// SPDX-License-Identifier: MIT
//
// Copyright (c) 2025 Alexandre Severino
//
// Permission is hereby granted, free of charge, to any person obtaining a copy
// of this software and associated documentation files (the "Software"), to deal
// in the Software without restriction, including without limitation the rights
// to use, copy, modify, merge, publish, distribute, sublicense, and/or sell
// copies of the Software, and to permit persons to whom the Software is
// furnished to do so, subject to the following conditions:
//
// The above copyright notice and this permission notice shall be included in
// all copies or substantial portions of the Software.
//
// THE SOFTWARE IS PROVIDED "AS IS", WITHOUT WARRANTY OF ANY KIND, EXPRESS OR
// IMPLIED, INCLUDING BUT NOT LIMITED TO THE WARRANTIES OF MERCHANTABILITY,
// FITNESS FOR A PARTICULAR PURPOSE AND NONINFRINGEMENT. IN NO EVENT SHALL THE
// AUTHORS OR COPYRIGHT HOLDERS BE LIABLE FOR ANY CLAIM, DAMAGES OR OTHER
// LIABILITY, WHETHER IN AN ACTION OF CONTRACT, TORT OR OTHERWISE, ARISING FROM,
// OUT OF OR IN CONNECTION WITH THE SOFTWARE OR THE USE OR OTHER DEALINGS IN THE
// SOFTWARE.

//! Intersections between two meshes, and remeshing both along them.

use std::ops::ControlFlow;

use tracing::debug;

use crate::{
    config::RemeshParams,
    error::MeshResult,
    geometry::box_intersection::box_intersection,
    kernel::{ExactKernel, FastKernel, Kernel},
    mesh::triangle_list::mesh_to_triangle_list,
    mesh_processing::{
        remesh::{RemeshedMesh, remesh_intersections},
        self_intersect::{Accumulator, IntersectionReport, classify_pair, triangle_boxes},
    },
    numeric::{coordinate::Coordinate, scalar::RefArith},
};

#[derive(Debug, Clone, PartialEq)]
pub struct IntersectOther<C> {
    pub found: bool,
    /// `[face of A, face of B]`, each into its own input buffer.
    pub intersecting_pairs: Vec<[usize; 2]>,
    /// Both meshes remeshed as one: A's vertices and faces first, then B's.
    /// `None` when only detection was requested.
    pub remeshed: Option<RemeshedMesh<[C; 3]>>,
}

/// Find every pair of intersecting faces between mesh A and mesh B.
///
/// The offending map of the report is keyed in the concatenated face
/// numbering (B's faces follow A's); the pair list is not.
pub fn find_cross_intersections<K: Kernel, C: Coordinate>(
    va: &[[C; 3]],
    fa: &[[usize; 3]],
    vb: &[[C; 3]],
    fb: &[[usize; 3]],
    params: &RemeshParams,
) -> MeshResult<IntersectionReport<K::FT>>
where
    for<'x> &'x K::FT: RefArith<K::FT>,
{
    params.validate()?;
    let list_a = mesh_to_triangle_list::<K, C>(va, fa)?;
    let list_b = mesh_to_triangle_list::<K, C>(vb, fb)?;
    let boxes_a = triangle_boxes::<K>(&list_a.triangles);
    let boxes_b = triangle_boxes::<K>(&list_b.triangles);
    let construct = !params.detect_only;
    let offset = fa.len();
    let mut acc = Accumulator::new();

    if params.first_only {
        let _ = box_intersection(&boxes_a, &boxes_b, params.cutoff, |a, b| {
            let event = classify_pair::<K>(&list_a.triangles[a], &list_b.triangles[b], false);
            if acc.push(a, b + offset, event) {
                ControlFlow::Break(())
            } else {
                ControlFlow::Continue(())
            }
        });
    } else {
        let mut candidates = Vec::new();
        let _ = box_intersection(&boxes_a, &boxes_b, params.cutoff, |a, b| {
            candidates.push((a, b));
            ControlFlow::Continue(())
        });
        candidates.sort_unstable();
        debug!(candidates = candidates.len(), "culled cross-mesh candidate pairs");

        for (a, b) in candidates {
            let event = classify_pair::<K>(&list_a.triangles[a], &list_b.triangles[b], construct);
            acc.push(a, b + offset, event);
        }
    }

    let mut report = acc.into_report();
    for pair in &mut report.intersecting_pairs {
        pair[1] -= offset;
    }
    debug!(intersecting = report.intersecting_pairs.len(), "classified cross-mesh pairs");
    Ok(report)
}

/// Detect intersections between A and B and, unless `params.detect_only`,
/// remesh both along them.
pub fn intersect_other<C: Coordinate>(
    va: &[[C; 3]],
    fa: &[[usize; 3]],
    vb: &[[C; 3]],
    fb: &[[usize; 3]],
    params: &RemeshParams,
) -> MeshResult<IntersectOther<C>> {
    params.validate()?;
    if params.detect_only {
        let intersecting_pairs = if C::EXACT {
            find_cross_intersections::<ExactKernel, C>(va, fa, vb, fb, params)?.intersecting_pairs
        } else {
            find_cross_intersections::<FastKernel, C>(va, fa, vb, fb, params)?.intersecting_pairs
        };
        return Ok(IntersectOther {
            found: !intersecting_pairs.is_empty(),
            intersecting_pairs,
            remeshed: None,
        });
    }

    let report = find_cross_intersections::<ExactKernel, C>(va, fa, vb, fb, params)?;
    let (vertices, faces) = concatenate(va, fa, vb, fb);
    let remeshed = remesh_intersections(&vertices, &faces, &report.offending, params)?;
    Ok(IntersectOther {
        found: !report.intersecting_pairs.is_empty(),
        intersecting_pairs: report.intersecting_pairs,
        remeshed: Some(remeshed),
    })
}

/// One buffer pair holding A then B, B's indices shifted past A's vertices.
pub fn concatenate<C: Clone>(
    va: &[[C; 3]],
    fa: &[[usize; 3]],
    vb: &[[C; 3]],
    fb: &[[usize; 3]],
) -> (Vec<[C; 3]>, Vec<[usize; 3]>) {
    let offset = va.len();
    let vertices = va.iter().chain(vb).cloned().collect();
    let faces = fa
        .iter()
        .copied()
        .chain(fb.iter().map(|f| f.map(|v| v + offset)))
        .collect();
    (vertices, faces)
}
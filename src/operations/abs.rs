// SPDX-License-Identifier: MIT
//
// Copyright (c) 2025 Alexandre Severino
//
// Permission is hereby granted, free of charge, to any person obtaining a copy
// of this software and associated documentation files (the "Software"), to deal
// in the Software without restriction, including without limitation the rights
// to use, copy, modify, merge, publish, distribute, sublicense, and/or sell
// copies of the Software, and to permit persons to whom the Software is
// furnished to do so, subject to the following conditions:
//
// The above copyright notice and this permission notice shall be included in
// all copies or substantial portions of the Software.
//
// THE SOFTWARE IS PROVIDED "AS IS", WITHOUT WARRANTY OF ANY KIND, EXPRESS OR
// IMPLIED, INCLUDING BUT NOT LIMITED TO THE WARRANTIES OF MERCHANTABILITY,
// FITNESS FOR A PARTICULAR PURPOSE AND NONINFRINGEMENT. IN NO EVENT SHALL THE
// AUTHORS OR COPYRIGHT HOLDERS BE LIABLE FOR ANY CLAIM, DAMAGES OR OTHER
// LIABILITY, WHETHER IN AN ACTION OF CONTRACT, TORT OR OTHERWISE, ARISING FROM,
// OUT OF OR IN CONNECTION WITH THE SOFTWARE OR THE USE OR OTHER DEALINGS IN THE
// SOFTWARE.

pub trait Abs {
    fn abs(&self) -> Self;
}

——

#### Instructions to follow:
When the string "vertices" occurs in a line of the material, that line belongs in the answer.

#### The completed task:
    /// Both meshes remeshed as one: A's vertices and faces first, then B's.
    let (vertices, faces) = concatenate(va, fa, vb, fb);
    let remeshed = remesh_intersections(&vertices, &faces, &report.offending, params)?;
/// One buffer pair holding A then B, B's indices shifted past A's vertices.
    let vertices = va.iter().chain(vb).cloned().collect();
    (vertices, faces)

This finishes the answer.